If every bit set in requiredCharMask is also set in candMask, the AND equals requiredCharMask. Otherwise, the candidate is missing at least one required character and we bail. One extra instruction on top of work we were already doing.

You still need to check the actual substring is in the match after it passes levenshtein. It's cheaper though to use cheap pruning on all candidates and expensive pruning on ones that pass than to use expensive pruning on all candidates

5. Kill the Allocations

The 256-entry per-character mask table inside Prepare is ulong[] — 2 KB. Allocating that on every call would put real pressure on the GC, especially since Prepare is called once per query in the hot path.

Instead I rent it from ArrayPool<ulong>.Shared and return it when the pattern handle is disposed:

ulong[] masks = ArrayPool<ulong>.Shared.Rent(256);
// ...

public void Dispose()
{
    if (Masks != null)
    {
        ArrayPool<ulong>.Shared.Return(Masks, clearArray: false);
    }
}

Combined with [StructLayout] tricks and aggressive use of ref and Unsafe.Add in the kernel itself, the steady-state allocation profile of the whole thing is zero bytes per comparison.

The Results

I benchmarked four implementations against my Myers bit-parallel build:

• NaiveLevenshtein — the textbook full DP table, with and without a maxDist early exit
• WagnerFischer — the same DP, written more carefully (single rolling row, no allocations in steady state)
• Ukkonen — the diagonal-band optimization
• Myers_PreparedOnce — my implementation, with the pattern prepared once and reused across all 1000 candidates

Each benchmark runs 1 query against 1000 candidates with MaxDist = 3. The bounded Myers kernel is the baseline (Ratio = 1.00); every other row is that many times slower:

A few things jump out.

The bounded Myers kernel demolishes everything else. At maxDist = 3 it runs 1000 comparisons in 5.4 microseconds — about 5 nanoseconds per comparison. Versus naive Levenshtein at 203 us, that's a 37x speedup. At tighter thresholds (maxDist = 1 or 2) the gap widens further, because the in-kernel bound and the character-mask prune kill candidates much earlier.

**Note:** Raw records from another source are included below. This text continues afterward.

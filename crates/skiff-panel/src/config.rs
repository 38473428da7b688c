//! Panel configuration.
//!
//! One YAML document, loaded at startup and immutable afterwards. Anything
//! that changes at runtime lives in the store, not here.

use serde::{Deserialize, Serialize};
use std::path::{Path, PathBuf};

#[derive(Debug, Clone, Serialize, Deserialize)]
pub struct PanelConfig {
    /// Socket the API binds.
    #[serde(default = "default_listen")]
    pub listen: String,

    /// SQLite URL, e.g. `sqlite:///var/lib/skiffpanel/panel.db`.
    #[serde(default = "default_database_url")]
    pub database_url: String,

    /// Static bearer token guarding the admin surface.
    pub admin_token: String,

    #[serde(default)]
    pub agent: AgentSection,

    #[serde(default)]
    pub traffic: TrafficSection,

    #[serde(default)]
    pub render: RenderSection,

    #[serde(default)]
    pub commands: CommandSection,

    /// Hours of node health samples to retain.
    #[serde(default = "default_health_retention_hours")]
    pub health_retention_hours: u32,

    #[serde(default)]
    pub deploy: Option<DeploySection>,

    #[serde(default)]
    pub log: LogSection,
}

#[derive(Debug, Clone, Serialize, Deserialize)]
pub struct AgentSection {
    /// Heartbeat interval agents are expected to keep; liveness thresholds
    /// derive from it (miss = 3×, dead = 10×).
    #[serde(default = "default_heartbeat_interval")]
    pub heartbeat_interval_secs: u64,
}

impl Default for AgentSection {
    fn default() -> Self {
        Self {
            heartbeat_interval_secs: default_heartbeat_interval(),
        }
    }
}

#[derive(Debug, Clone, Serialize, Deserialize)]
pub struct TrafficSection {
    #[serde(default = "default_tolerance_secs")]
    pub tolerance_secs: u64,
    #[serde(default = "default_skew_secs")]
    pub skew_secs: u64,
    /// Service time zone as minutes east of UTC; timeline buckets align to
    /// its calendar boundaries.
    #[serde(default)]
    pub utc_offset_minutes: i32,
}

impl Default for TrafficSection {
    fn default() -> Self {
        Self {
            tolerance_secs: default_tolerance_secs(),
            skew_secs: default_skew_secs(),
            utc_offset_minutes: 0,
        }
    }
}

#[derive(Debug, Clone, Serialize, Deserialize)]
pub struct RenderSection {
    /// Whether node-unpinned proxies render on every assigned node.
    #[serde(default = "default_true")]
    pub bind_unpinned_proxies: bool,
}

impl Default for RenderSection {
    fn default() -> Self {
        Self {
            bind_unpinned_proxies: true,
        }
    }
}

#[derive(Debug, Clone, Serialize, Deserialize)]
pub struct CommandSection {
    /// Server-side delivery timeout before a command is retried (once).
    #[serde(default = "default_command_timeout")]
    pub timeout_secs: u32,
}

impl Default for CommandSection {
    fn default() -> Self {
        Self {
            timeout_secs: default_command_timeout(),
        }
    }
}

#[derive(Debug, Clone, Serialize, Deserialize)]
pub struct DeploySection {
    /// Panel base URL templated into deployed agent configs. Must be
    /// reachable from the nodes (not loopback).
    pub panel_url: String,
    /// Local path of the skiffnode binary uploaded during deploys.
    pub agent_binary_path: PathBuf,
    #[serde(default)]
    pub forwarder_download_url: Option<String>,
    /// Download URL handed out in the self-service bootstrap script.
    #[serde(default)]
    pub agent_download_url: Option<String>,
    pub host_key: HostKeySection,
}

#[derive(Debug, Clone, Serialize, Deserialize)]
#[serde(rename_all = "snake_case", tag = "kind")]
pub enum HostKeySection {
    Fingerprint { sha256_hex: String },
    TrustOnFirstUse { pin_file: PathBuf },
}

#[derive(Debug, Clone, Serialize, Deserialize)]
pub struct LogSection {
    #[serde(default = "default_log_level")]
    pub level: String,
}

impl Default for LogSection {
    fn default() -> Self {
        Self {
            level: default_log_level(),
        }
    }
}

fn default_listen() -> String {
    "0.0.0.0:8080".to_string()
}

fn default_database_url() -> String {
    "sqlite:///var/lib/skiffpanel/panel.db".to_string()
}

fn default_heartbeat_interval() -> u64 {
    30
}

fn default_tolerance_secs() -> u64 {
    3600
}

fn default_skew_secs() -> u64 {
    300
}

fn default_command_timeout() -> u32 {
    120
}

fn default_health_retention_hours() -> u32 {
    24
}

fn default_true() -> bool {
    true
}

fn default_log_level() -> String {
    "info".to_string()
}

#[derive(Debug, thiserror::Error)]
pub enum ConfigError {
    #[error("read {path}: {source}")]
    Read {
        path: String,
        source: std::io::Error,
    },
    #[error("parse {path}: {source}")]
    Parse {
        path: String,
        source: serde_yaml::Error,
    },
    #[error("write {path}: {source}")]
    Write {
        path: String,
        source: std::io::Error,
    },
}

impl PanelConfig {
    pub fn load(path: &Path) -> Result<Self, ConfigError> {
        let data = std::fs::read_to_string(path).map_err(|source| ConfigError::Read {
            path: path.display().to_string(),
            source,
        })?;
        serde_yaml::from_str(&data).map_err(|source| ConfigError::Parse {
            path: path.display().to_string(),
            source,
        })
    }

    pub fn save(&self, path: &Path) -> Result<(), ConfigError> {
        if let Some(parent) = path.parent() {
            std::fs::create_dir_all(parent).map_err(|source| ConfigError::Write {
                path: path.display().to_string(),
                source,
            })?;
        }
        let data = serde_yaml::to_string(self).unwrap_or_default();
        std::fs::write(path, data).map_err(|source| ConfigError::Write {
            path: path.display().to_string(),
            source,
        })
    }

    /// Starter config written by `skiffpanel init-config`.
    pub fn sample() -> Self {
        Self {
            listen: default_listen(),
            database_url: default_database_url(),
            admin_token: "change-me".to_string(),
            agent: AgentSection::default(),
            traffic: TrafficSection::default(),
            render: RenderSection::default(),
            commands: CommandSection::default(),
            health_retention_hours: default_health_retention_hours(),
            deploy: None,
            log: LogSection::default(),
        }
    }
}

#[cfg(test)]
mod tests {
    use super::*;

    #[test]
    fn test_minimal_config_gets_defaults() {
        let config: PanelConfig =
            serde_yaml::from_str("admin_token: \"secret\"\n").expect("parse");
        assert_eq!(config.listen, "0.0.0.0:8080");
        assert_eq!(config.agent.heartbeat_interval_secs, 30);
        assert_eq!(config.traffic.tolerance_secs, 3600);
        assert_eq!(config.commands.timeout_secs, 120);
        assert!(config.render.bind_unpinned_proxies);
        assert!(config.deploy.is_none());
    }

    #[test]
    fn test_deploy_section_host_key_variants() {
        let yaml = r#"
admin_token: "secret"
deploy:
  panel_url: "https://panel.example.net"
  agent_binary_path: "/opt/skiff/skiffnode"
  host_key:
    kind: trust_on_first_use
    pin_file: "/var/lib/skiffpanel/host-pins"
"#;
        let config: PanelConfig = serde_yaml::from_str(yaml).expect("parse");
        let deploy = config.deploy.expect("deploy section");
        assert!(matches!(deploy.host_key, HostKeySection::TrustOnFirstUse { .. }));
    }

    #[test]
    fn test_save_load_roundtrip() {
        let dir = tempfile::tempdir().expect("tempdir");
        let path = dir.path().join("panel.yaml");
        let config = PanelConfig::sample();
        config.save(&path).expect("save");
        let loaded = PanelConfig::load(&path).expect("load");
        assert_eq!(loaded.admin_token, "change-me");
        assert_eq!(loaded.database_url, config.database_url);
    }

    #[test]
    fn test_load_missing_file_errors() {
        let err = PanelConfig::load(Path::new("/nonexistent/panel.yaml")).expect_err("err");
        assert!(matches!(err, ConfigError::Read { .. }));
    }
}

The pruning pays off proportionally to how strict maxDist is. Comparing the same Myers kernel to itself, the bounded version is 4x faster than the unbounded one at maxDist = 3. That gap is entirely from the in-kernel score - remaining > maxDist check and the character-mask pre-filter — no algorithmic difference, just earlier exits.

Even the bounded traditional algorithms can't keep up. Wagner-Fischer with maxDist, the fastest of the textbook bounded variants here, comes in at 42 us — almost 8x slower than the bounded Myers.

The headline number depends on which baseline you compare against. Versus naive Levenshtein the speedup is 37x at maxDist = 3 and grows past 50x at tighter thresholds. Versus the best traditional bounded algorithm (Wagner-Fischer here), it's a flat 8x — and that's after spending exactly zero CPU instructions on SIMD intrinsics or unsafe pointer math beyond what's already in the kernel.

When This Helps

This stack of optimizations is well-suited to a specific shape of workload:

• One query, many candidates. The whole "prepare once, reuse" structure assumes you're amortizing setup work across multiple comparisons. If you're doing one-off comparisons, just call the convenience overload and move on — you won't see most of these gains.
• A meaningful maxDist. The biggest wins come from pruning, and pruning needs a threshold. If you genuinely need the exact distance for every pair regardless of how far they are, the in-kernel and char-mask bounds don't help.
• A constrained alphabet. The 64-bit character mask trick assumes your character map has 64 or fewer distinct values. If you're working with full Unicode, you'd need a wider representation (or accept more collisions in the filter).
• You actually care about microseconds. If Levenshtein is 1% of your CPU, none of this matters. If it's 90% — like it was for me — every layer of pruning is worth it.

The full source — including the prepared-pattern API, the bounded kernel, and all the pruning steps — lives at biegehydra/MyersBitParallelDotnet. PRs welcome.